- What is expected: Wherever the string "true" appears in the entries below, return the line that holds it.

START Listed entries

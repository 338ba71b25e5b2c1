//! Read-only traversal for interchange emitters

use crate::joint::Joint;

/// Callbacks for a depth-first walk over a finished skeleton
///
/// Emitters that write nested markup open an element in
/// [`enter_joint`](Self::enter_joint) and close it in
/// [`leave_joint`](Self::leave_joint). `depth` is 0 for the root.
pub trait SkeletonVisitor {
    fn enter_joint(&mut self, joint: &Joint, depth: usize);

    fn leave_joint(&mut self, _joint: &Joint, _depth: usize) {}
}
//! Skeletal rigs and keyframe animation for MRG model archives.
//!
//! A model in the archive carries a bone block, a linked tree of joint
//! records, and a chain of animation blocks whose position, rotation and
//! scale channels are keyed independently. This crate rebuilds the joint
//! tree, composes bind-pose and inverse-bind matrices under non-uniform
//! parent scale, and resamples every animation block into one dense track
//! per joint so that a skeleton can be posed at any frame.
//!
//! # Examples
//!
//! ```no_run
//! use mrg_rig::{QuirkTable, Rig};
//!
//! # fn main() -> Result<(), Box<dyn std::error::Error>> {
//! let archive = std::fs::read("MRG.BIN")?;
//! let mut rig = Rig::load(&archive, 0x2A_0000, &QuirkTable::builtin())?;
//!
//! let frames = rig.frames().to_vec();
//! for frame in frames {
//!     rig.pose(frame);
//!     if let Some(joint) = rig.skeleton().find(3) {
//!         let vertex = joint.transform_vertex(glam::DVec3::ZERO);
//!         println!("{:.3} {vertex}", mrg_rig::frame_time(frame));
//!     }
//! }
//! # Ok(())
//! # }
//! ```

#![forbid(unsafe_code)]
#![cfg_attr(docsrs, feature(doc_cfg))]

pub mod animation;
pub mod error;
pub mod joint;
pub mod math;
pub mod model;
pub mod quirks;
pub mod reader;
pub mod skeleton;
pub mod track;
pub mod visit;

#[cfg(test)]
#[path = "../tests/common/fixtures.rs"]
mod fixtures;

pub use animation::{AnimationBlock, AnimationHeader, JointKeyframes, Keyframe, MergeOptions};
pub use error::{MrgError, Result};
pub use joint::{BindPose, Joint};
pub use model::{FRAMES_PER_SECOND, ModelHeader, Rig, frame_time};
pub use quirks::{AssetQuirks, QuirkTable, ScalingFixMode};
pub use skeleton::{JointRecord, Skeleton};
pub use track::{AnimationTrack, TrackSample};
pub use visit::SkeletonVisitor;

/// Library version
pub const VERSION: &str = env!("CARGO_PKG_VERSION");
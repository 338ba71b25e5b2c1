//! Model headers and the rig loading pipeline

use crate::error::{MrgError, Result};
use crate::quirks::{QuirkTable, asset_index};
use crate::reader::{ByteReader, resolve_offset};
use crate::skeleton::Skeleton;

/// Identifier at the start of every model header
pub const MODEL_MAGIC: u32 = 0x0030_4852;

/// Playback rate of merged animation frames
pub const FRAMES_PER_SECOND: u32 = 30;

/// Seconds from the start of the merged animation to `frame`
pub fn frame_time(frame: u32) -> f64 {
    f64::from(frame) / f64::from(FRAMES_PER_SECOND)
}

/// An offset/size pair locating a model section relative to the header
#[derive(Debug, Clone, Copy, PartialEq, Eq, Default)]
pub struct Section {
    pub offset: i32,
    pub size: i32,
}

impl Section {
    fn read(reader: &mut ByteReader<'_>) -> Result<Self> {
        let offset = reader.read_i32()?;
        let size = reader.read_i32()?;
        Ok(Self { offset, size })
    }

    pub fn is_empty(&self) -> bool {
        self.size == 0
    }
}

/// Model header
///
/// Only the bone and animation offsets are consumed here; the remaining
/// sections belong to mesh and texture extraction and are exposed as-is.
#[derive(Debug, Clone, Copy, PartialEq, Eq)]
pub struct ModelHeader {
    pub texture_offset: i32,
    pub animation_offset: i32,
    pub bones: Section,
    pub mesh_map: Section,
    pub mesh: Section,
    pub transparent_mesh_map: Section,
    pub transparent_mesh: Section,
    pub texture_list: Section,
    pub texture_joint_map: Section,
    pub transparent_texture_joint_map: Section,
    pub texture_region_map: Section,
}

impl ModelHeader {
    pub const SIZE: usize = 0x68;

    pub fn read(buf: &[u8], base: usize) -> Result<Self> {
        let mut reader = ByteReader::at(buf, base, Self::SIZE)?;

        let magic = reader.read_u32()?;
        if magic != MODEL_MAGIC {
            return Err(MrgError::InvalidMagic {
                expected: MODEL_MAGIC,
                actual: magic,
            });
        }

        let _unknown = reader.read_u32()?;
        let texture_offset = reader.read_i32()?;
        let animation_offset = reader.read_i32()?;
        let bones = Section::read(&mut reader)?;
        let mesh_map = Section::read(&mut reader)?;
        let mesh = Section::read(&mut reader)?;
        let transparent_mesh_map = Section::read(&mut reader)?;
        let transparent_mesh = Section::read(&mut reader)?;
        let texture_list = Section::read(&mut reader)?;
        let texture_joint_map = Section::read(&mut reader)?;
        let transparent_texture_joint_map = Section::read(&mut reader)?;
        let texture_region_map = Section::read(&mut reader)?;
        // 4 unknown words
        reader.skip(16)?;

        Ok(Self {
            texture_offset,
            animation_offset,
            bones,
            mesh_map,
            mesh,
            transparent_mesh_map,
            transparent_mesh,
            texture_list,
            texture_joint_map,
            transparent_texture_joint_map,
            texture_region_map,
        })
    }
}

/// A model's skeleton with every animation block merged
#[derive(Debug, Clone)]
pub struct Rig {
    header: ModelHeader,
    base: usize,
    skeleton: Skeleton,
    blocks_merged: usize,
}

impl Rig {
    /// Load the rig of the model whose header starts at `base`
    ///
    /// Builds the skeleton, merges the animation chain using the quirks of
    /// the asset containing `base`, then fixes degenerate bind scales.
    /// Animations are merged against the unfixed bind pose.
    pub fn load(buf: &[u8], base: usize, quirk_table: &QuirkTable) -> Result<Self> {
        let header = ModelHeader::read(buf, base)?;
        let asset = asset_index(base);
        let quirks = quirk_table.for_offset(base);

        log::debug!("Loading rig for asset {asset} at {base:#x}: {quirks:?}");

        let mut skeleton = Skeleton::from_buffer(buf, resolve_offset(base, header.bones.offset)?)?;
        let blocks_merged =
            skeleton.load_animations(buf, resolve_offset(base, header.animation_offset)?, &quirks)?;
        skeleton.fix_scaling();

        log::info!(
            "Asset {}: {} joints, {} animation blocks, {} frames",
            asset,
            skeleton.joint_count(),
            blocks_merged,
            skeleton.frames().len()
        );

        Ok(Self {
            header,
            base,
            skeleton,
            blocks_merged,
        })
    }

    pub fn header(&self) -> &ModelHeader {
        &self.header
    }

    /// Offset of the model header in the archive
    pub fn base(&self) -> usize {
        self.base
    }

    pub fn asset_index(&self) -> u32 {
        asset_index(self.base)
    }

    pub fn skeleton(&self) -> &Skeleton {
        &self.skeleton
    }

    pub fn skeleton_mut(&mut self) -> &mut Skeleton {
        &mut self.skeleton
    }

    pub fn into_skeleton(self) -> Skeleton {
        self.skeleton
    }

    /// Number of animation blocks merged into the tracks
    pub fn blocks_merged(&self) -> usize {
        self.blocks_merged
    }

    /// Frames a consumer can pose, in order
    pub fn frames(&self) -> &[u32] {
        self.skeleton.frames()
    }

    /// Pose the whole skeleton at `frame`
    pub fn pose(&mut self, frame: u32) {
        self.skeleton.set_frame(frame);
    }
}
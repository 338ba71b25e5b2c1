//! Per-asset animation heuristics
//!
//! Some archive assets only animate correctly with corrective heuristics
//! recovered by reverse engineering. Which asset needs which heuristic is
//! data, not code: callers pass a [`QuirkTable`] (or a single
//! [`AssetQuirks`]) into loading.

use std::collections::HashMap;

/// Archive bytes reserved per asset; an asset's index is its offset divided by this
pub const ASSET_STRIDE: usize = 0x10_0000;

/// Animation header marker meaning every joint carries its own position channel
pub const ALL_POSITIONS_ANIMATED: u32 = 0x02E3_0000;

/// Asset index for an archive offset
pub fn asset_index(offset: usize) -> u32 {
    (offset / ASSET_STRIDE) as u32
}

/// How the position scaling fix is selected for an asset
#[derive(Debug, Clone, Copy, PartialEq, Eq, Default)]
#[cfg_attr(feature = "serde-support", derive(serde::Serialize, serde::Deserialize))]
pub enum ScalingFixMode {
    /// Enabled only for blocks whose header carries [`ALL_POSITIONS_ANIMATED`]
    #[default]
    Auto,
    /// Always enabled
    Forced,
    /// Never enabled, whatever the block header says
    Suppressed,
}

impl ScalingFixMode {
    /// Whether the fix applies to a block with the given layout marker
    pub fn enabled_for(self, layout_marker: u32) -> bool {
        match self {
            Self::Auto => layout_marker == ALL_POSITIONS_ANIMATED,
            Self::Forced => true,
            Self::Suppressed => false,
        }
    }
}

/// Heuristic switches for one asset
#[derive(Debug, Clone, Copy, PartialEq, Eq, Default)]
#[cfg_attr(feature = "serde-support", derive(serde::Serialize, serde::Deserialize))]
#[cfg_attr(feature = "serde-support", serde(default))]
pub struct AssetQuirks {
    pub scaling_fix: ScalingFixMode,
    /// Interpolate rotations along the shorter quaternion arc
    pub shortest_path_rotation: bool,
    /// Merge animation blocks whose joint count differs from the skeleton's
    pub allow_joint_count_mismatch: bool,
}

/// Lookup of [`AssetQuirks`] by asset index
#[derive(Debug, Clone, Default, PartialEq)]
#[cfg_attr(feature = "serde-support", derive(serde::Serialize, serde::Deserialize))]
pub struct QuirkTable {
    entries: HashMap<u32, AssetQuirks>,
}

const FORCED_SCALING_FIX: [u32; 17] = [
    23, 128, 155, 199, 206, 217, 292, 302, 368, 374, 505, 519, 524, 527, 539, 596, 646,
];

const SUPPRESSED_SCALING_FIX: [u32; 1] = [178];

const SHORTEST_PATH_ROTATION: [u32; 15] = [
    18, 56, 155, 343, 431, 504, 508, 512, 525, 567, 654, 665, 668, 675, 680,
];

const JOINT_COUNT_MISMATCH: [u32; 2] = [87, 550];

impl QuirkTable {
    pub fn new() -> Self {
        Self::default()
    }

    /// Table of the assets known to need heuristics
    pub fn builtin() -> Self {
        let mut table = Self::new();
        for asset in FORCED_SCALING_FIX {
            table.entry(asset).scaling_fix = ScalingFixMode::Forced;
        }
        for asset in SUPPRESSED_SCALING_FIX {
            table.entry(asset).scaling_fix = ScalingFixMode::Suppressed;
        }
        for asset in SHORTEST_PATH_ROTATION {
            table.entry(asset).shortest_path_rotation = true;
        }
        for asset in JOINT_COUNT_MISMATCH {
            table.entry(asset).allow_joint_count_mismatch = true;
        }
        table
    }

    /// Quirks for an asset, defaulting when the asset is not listed
    pub fn get(&self, asset: u32) -> AssetQuirks {
        self.entries.get(&asset).copied().unwrap_or_default()
    }

    /// Quirks for the asset containing an archive offset
    pub fn for_offset(&self, offset: usize) -> AssetQuirks {
        self.get(asset_index(offset))
    }

    pub fn insert(&mut self, asset: u32, quirks: AssetQuirks) -> Option<AssetQuirks> {
        self.entries.insert(asset, quirks)
    }

    /// Mutable quirks for an asset, inserting defaults first
    pub fn entry(&mut self, asset: u32) -> &mut AssetQuirks {
        self.entries.entry(asset).or_default()
    }

    pub fn len(&self) -> usize {
        self.entries.len()
    }

    pub fn is_empty(&self) -> bool {
        self.entries.is_empty()
    }
}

END Listed entries

- Exercise output:
            Self::Forced => true,
            table.entry(asset).shortest_path_rotation = true;
            table.entry(asset).allow_joint_count_mismatch = true;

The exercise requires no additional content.